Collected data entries
§ §
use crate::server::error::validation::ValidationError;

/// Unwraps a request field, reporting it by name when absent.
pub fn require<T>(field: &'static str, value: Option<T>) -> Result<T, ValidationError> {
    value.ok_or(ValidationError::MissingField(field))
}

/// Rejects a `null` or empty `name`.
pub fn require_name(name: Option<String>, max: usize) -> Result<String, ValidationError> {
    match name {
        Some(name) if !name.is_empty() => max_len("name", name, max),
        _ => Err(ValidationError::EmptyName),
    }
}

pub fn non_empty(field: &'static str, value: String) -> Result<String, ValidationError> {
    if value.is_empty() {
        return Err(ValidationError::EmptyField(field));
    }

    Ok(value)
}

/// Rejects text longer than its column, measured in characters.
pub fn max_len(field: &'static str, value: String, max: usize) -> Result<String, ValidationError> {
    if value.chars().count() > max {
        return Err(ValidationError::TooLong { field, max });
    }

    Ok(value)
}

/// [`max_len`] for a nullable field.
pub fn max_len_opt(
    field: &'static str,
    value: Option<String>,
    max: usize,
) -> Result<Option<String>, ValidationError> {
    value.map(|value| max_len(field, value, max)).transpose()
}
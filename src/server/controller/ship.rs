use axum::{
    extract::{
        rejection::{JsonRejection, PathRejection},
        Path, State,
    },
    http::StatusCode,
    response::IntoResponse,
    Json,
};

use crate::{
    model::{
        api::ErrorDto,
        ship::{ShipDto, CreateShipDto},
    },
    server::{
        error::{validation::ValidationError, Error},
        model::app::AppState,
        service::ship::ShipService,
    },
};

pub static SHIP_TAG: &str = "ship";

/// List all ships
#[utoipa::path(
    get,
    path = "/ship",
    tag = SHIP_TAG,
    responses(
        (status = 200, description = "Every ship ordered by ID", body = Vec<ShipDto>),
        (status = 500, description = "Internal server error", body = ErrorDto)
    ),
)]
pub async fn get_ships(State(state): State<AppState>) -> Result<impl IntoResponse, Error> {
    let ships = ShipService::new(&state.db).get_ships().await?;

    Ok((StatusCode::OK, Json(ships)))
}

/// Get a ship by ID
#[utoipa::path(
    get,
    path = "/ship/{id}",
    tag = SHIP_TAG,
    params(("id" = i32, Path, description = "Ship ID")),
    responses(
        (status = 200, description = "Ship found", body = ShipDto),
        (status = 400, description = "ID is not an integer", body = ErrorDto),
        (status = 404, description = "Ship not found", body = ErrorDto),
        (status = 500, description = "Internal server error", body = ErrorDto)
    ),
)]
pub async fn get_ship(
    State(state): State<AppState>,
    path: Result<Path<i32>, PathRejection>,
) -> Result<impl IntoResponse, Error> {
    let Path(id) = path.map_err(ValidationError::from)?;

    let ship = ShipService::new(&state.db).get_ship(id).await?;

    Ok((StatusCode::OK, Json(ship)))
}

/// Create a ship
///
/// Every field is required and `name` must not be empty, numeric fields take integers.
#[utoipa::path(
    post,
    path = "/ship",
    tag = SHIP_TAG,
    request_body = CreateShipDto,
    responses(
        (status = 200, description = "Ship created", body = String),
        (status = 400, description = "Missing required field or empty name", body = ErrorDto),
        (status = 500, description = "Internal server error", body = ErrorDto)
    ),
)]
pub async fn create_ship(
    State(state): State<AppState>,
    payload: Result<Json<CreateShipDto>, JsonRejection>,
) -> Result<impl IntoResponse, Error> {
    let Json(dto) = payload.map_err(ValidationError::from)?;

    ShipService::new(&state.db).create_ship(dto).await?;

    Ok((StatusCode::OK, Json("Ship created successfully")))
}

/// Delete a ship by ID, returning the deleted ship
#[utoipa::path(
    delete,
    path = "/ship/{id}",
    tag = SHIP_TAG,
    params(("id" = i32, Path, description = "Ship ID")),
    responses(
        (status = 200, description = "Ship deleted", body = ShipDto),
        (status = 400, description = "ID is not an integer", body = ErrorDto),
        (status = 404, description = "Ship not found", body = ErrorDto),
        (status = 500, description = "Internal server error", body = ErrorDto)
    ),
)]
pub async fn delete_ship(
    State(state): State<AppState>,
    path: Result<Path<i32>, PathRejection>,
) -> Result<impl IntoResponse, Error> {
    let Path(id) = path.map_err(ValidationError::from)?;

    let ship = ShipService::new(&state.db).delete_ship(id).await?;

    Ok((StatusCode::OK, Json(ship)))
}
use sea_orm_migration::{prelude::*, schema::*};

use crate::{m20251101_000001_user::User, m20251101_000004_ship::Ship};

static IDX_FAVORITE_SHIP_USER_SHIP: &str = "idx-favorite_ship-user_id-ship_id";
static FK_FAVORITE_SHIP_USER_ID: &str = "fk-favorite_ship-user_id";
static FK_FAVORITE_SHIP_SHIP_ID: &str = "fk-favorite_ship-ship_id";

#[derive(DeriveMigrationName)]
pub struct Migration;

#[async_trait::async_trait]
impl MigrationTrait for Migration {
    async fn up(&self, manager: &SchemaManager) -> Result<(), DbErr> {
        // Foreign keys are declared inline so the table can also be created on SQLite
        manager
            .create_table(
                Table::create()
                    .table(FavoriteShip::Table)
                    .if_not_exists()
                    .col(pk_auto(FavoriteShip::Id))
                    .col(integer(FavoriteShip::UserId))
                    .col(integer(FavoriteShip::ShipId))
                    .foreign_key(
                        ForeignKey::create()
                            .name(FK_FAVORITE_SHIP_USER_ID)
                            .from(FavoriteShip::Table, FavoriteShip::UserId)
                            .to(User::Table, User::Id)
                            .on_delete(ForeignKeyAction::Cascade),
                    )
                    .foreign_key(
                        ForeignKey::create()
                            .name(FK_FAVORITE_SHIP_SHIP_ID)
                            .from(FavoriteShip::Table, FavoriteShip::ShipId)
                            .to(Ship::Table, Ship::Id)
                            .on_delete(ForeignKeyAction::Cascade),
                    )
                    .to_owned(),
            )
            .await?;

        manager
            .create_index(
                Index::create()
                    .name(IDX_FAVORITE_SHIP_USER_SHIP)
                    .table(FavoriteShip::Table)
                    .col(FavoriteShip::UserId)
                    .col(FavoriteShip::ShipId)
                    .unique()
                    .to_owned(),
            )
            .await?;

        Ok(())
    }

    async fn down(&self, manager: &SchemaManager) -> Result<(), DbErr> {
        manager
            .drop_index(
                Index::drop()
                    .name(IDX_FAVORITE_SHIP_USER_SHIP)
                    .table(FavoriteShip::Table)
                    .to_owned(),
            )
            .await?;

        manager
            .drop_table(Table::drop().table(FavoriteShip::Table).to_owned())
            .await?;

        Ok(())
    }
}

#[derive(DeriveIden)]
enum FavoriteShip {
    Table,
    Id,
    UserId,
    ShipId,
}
§ §
Please reproduce all of the entries above exactly as they appear.

use crate::server::error::validation::ValidationError;

/// Unwraps a request field, reporting it by name when absent.
pub fn require<T>(field: &'static str, value: Option<T>) -> Result<T, ValidationError> {
    value.ok_or(ValidationError::MissingField(field))
}

/// Rejects a `null` or empty `name`.
pub fn require_name(name: Option<String>, max: usize) -> Result<String, ValidationError> {
    match name {
        Some(name) if !name.is_empty() => max_len("name", name, max),
        _ => Err(ValidationError::EmptyName),
    }
}

pub fn non_empty(field: &'static str, value: String) -> Result<String, ValidationError> {
    if value.is_empty() {
        return Err(ValidationError::EmptyField(field));
    }

    Ok(value)
}

/// Rejects text longer than its column, measured in characters.
pub fn max_len(field: &'static str, value: String, max: usize) -> Result<String, ValidationError> {
    if value.chars().count() > max {
        return Err(ValidationError::TooLong { field, max });
    }

    Ok(value)
}

/// [`max_len`] for a nullable field.
pub fn max_len_opt(
    field: &'static str,
    value: Option<String>,
    max: usize,
) -> Result<Option<String>, ValidationError> {
    value.map(|value| max_len(field, value, max)).transpose()
}
filename src/server/controller/ship.rs
use axum::{
    extract::{
        rejection::{JsonRejection, PathRejection},
        Path, State,
    },
    http::StatusCode,
    response::IntoResponse,
    Json,
};

use crate::{
    model::{
        api::ErrorDto,
        ship::{ShipDto, CreateShipDto},
    },
    server::{
        error::{validation::ValidationError, Error},
        model::app::AppState,
        service::ship::ShipService,
    },
};

pub static SHIP_TAG: &str = "ship";

/// List all ships
#[utoipa::path(
    get,
    path = "/ship",
    tag = SHIP_TAG,
    responses(
        (status = 200, description = "Every ship ordered by ID", body = Vec<ShipDto>),
        (status = 500, description = "Internal server error", body = ErrorDto)
    ),
)]
pub async fn get_ships(State(state): State<AppState>) -> Result<impl IntoResponse, Error> {
    let ships = ShipService::new(&state.db).get_ships().await?;

    Ok((StatusCode::OK, Json(ships)))
}

/// Get a ship by ID
#[utoipa::path(
    get,
    path = "/ship/{id}",
    tag = SHIP_TAG,
    params(("id" = i32, Path, description = "Ship ID")),
    responses(
        (status = 200, description = "Ship found", body = ShipDto),
        (status = 400, description = "ID is not an integer", body = ErrorDto),
        (status = 404, description = "Ship not found", body = ErrorDto),
        (status = 500, description = "Internal server error", body = ErrorDto)
    ),
)]
pub async fn get_ship(
    State(state): State<AppState>,
    path: Result<Path<i32>, PathRejection>,
) -> Result<impl IntoResponse, Error> {
    let Path(id) = path.map_err(ValidationError::from)?;

    let ship = ShipService::new(&state.db).get_ship(id).await?;

    Ok((StatusCode::OK, Json(ship)))
}

/// Create a ship
///
/// Every field is required and `name` must not be empty, numeric fields take integers.
#[utoipa::path(
    post,
    path = "/ship",
    tag = SHIP_TAG,
    request_body = CreateShipDto,
    responses(
        (status = 200, description = "Ship created", body = String),
        (status = 400, description = "Missing required field or empty name", body = ErrorDto),
        (status = 500, description = "Internal server error", body = ErrorDto)
    ),
)]
pub async fn create_ship(
    State(state): State<AppState>,
    payload: Result<Json<CreateShipDto>, JsonRejection>,
) -> Result<impl IntoResponse, Error> {
    let Json(dto) = payload.map_err(ValidationError::from)?;

    ShipService::new(&state.db).create_ship(dto).await?;

    Ok((StatusCode::OK, Json("Ship created successfully")))
}

/// Delete a ship by ID, returning the deleted ship
#[utoipa::path(
    delete,
    path = "/ship/{id}",
    tag = SHIP_TAG,
    params(("id" = i32, Path, description = "Ship ID")),
    responses(
        (status = 200, description = "Ship deleted", body = ShipDto),
        (status = 400, description = "ID is not an integer", body = ErrorDto),
        (status = 404, description = "Ship not found", body = ErrorDto),
        (status = 500, description = "Internal server error", body = ErrorDto)
    ),
)]
pub async fn delete_ship(
    State(state): State<AppState>,
    path: Result<Path<i32>, PathRejection>,
) -> Result<impl IntoResponse, Error> {
    let Path(id) = path.map_err(ValidationError::from)?;

    let ship = ShipService::new(&state.db).delete_ship(id).await?;

    Ok((StatusCode::OK, Json(ship)))
}
use sea_orm_migration::{prelude::*, schema::*};

use crate::{m20251101_000001_user::User, m20251101_000004_ship::Ship};

static IDX_FAVORITE_SHIP_USER_SHIP: &str = "idx-favorite_ship-user_id-ship_id";
static FK_FAVORITE_SHIP_USER_ID: &str = "fk-favorite_ship-user_id";
static FK_FAVORITE_SHIP_SHIP_ID: &str = "fk-favorite_ship-ship_id";

#[derive(DeriveMigrationName)]
pub struct Migration;

#[async_trait::async_trait]
impl MigrationTrait for Migration {
    async fn up(&self, manager: &SchemaManager) -> Result<(), DbErr> {
        // Foreign keys are declared inline so the table can also be created on SQLite
        manager
            .create_table(
                Table::create()
                    .table(FavoriteShip::Table)
                    .if_not_exists()
                    .col(pk_auto(FavoriteShip::Id))
                    .col(integer(FavoriteShip::UserId))
                    .col(integer(FavoriteShip::ShipId))
                    .foreign_key(
                        ForeignKey::create()
                            .name(FK_FAVORITE_SHIP_USER_ID)
                            .from(FavoriteShip::Table, FavoriteShip::UserId)
                            .to(User::Table, User::Id)
                            .on_delete(ForeignKeyAction::Cascade),
                    )
                    .foreign_key(
                        ForeignKey::create()
                            .name(FK_FAVORITE_SHIP_SHIP_ID)
                            .from(FavoriteShip::Table, FavoriteShip::ShipId)
                            .to(Ship::Table, Ship::Id)
                            .on_delete(ForeignKeyAction::Cascade),
                    )
                    .to_owned(),
            )
            .await?;

        manager
            .create_index(
                Index::create()
                    .name(IDX_FAVORITE_SHIP_USER_SHIP)
                    .table(FavoriteShip::Table)
                    .col(FavoriteShip::UserId)
                    .col(FavoriteShip::ShipId)
                    .unique()
                    .to_owned(),
            )
            .await?;

        Ok(())
    }

    async fn down(&self, manager: &SchemaManager) -> Result<(), DbErr> {
        manager
            .drop_index(
                Index::drop()
                    .name(IDX_FAVORITE_SHIP_USER_SHIP)
                    .table(FavoriteShip::Table)
                    .to_owned(),
            )
            .await?;

        manager
            .drop_table(Table::drop().table(FavoriteShip::Table).to_owned())
            .await?;

        Ok(())
    }
}

#[derive(DeriveIden)]
enum FavoriteShip {
    Table,
    Id,
    UserId,
    ShipId,
}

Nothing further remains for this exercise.